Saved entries
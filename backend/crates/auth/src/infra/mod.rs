//! Infrastructure Layer
//!
//! Database implementations of the repository traits.

pub mod memory;
pub mod postgres;

pub use memory::MemoryAuthRepository;
pub use postgres::PgAuthRepository;
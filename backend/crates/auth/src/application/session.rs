//! Session establishment shared by registration and login

use uuid::Uuid;

use crate::application::config::AuthConfig;
use crate::domain::entity::session::Session;
use crate::domain::repository::SessionRepository;
use crate::domain::value_object::{email::Email, session_token::SessionToken};
use crate::error::AuthResult;

/// Create a fresh session for `email` and return its signed token
///
/// A session the request already carried is destroyed so that an id known
/// before authentication is never promoted to an authenticated one.
pub(crate) async fn establish<S>(
    session_repo: &S,
    config: &AuthConfig,
    email: &Email,
    previous_session: Option<Uuid>,
) -> AuthResult<SessionToken>
where
    S: SessionRepository,
{
    let session = Session::for_user(email, config.session_ttl_delta()?);
    session_repo.insert(&session).await?;

    if let Some(previous) = previous_session {
        if let Err(e) = session_repo.delete(previous).await {
            tracing::warn!(
                error = %e,
                session_id = %previous,
                "Failed to destroy previous session"
            );
        }
    }

    Ok(SessionToken::issue(session.session_id, &config.session_secret))
}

Your goal —
Please give the data again in full, exactly as written.

Task result —
filename backend/crates/auth/src/infra/mod.rs
//! Infrastructure Layer
//!
//! Database implementations of the repository traits.

pub mod memory;
pub mod postgres;

pub use memory::MemoryAuthRepository;
pub use postgres::PgAuthRepository;
filename backend/crates/auth/src/application/session.rs
//! Session establishment shared by registration and login

use uuid::Uuid;

use crate::application::config::AuthConfig;
use crate::domain::entity::session::Session;
use crate::domain::repository::SessionRepository;
use crate::domain::value_object::{email::Email, session_token::SessionToken};
use crate::error::AuthResult;

/// Create a fresh session for `email` and return its signed token
///
/// A session the request already carried is destroyed so that an id known
/// before authentication is never promoted to an authenticated one.
pub(crate) async fn establish<S>(
    session_repo: &S,
    config: &AuthConfig,
    email: &Email,
    previous_session: Option<Uuid>,
) -> AuthResult<SessionToken>
where
    S: SessionRepository,
{
    let session = Session::for_user(email, config.session_ttl_delta()?);
    session_repo.insert(&session).await?;

    if let Some(previous) = previous_session {
        if let Err(e) = session_repo.delete(previous).await {
            tracing::warn!(
                error = %e,
                session_id = %previous,
                "Failed to destroy previous session"
            );
        }
    }

    Ok(SessionToken::issue(session.session_id, &config.session_secret))
}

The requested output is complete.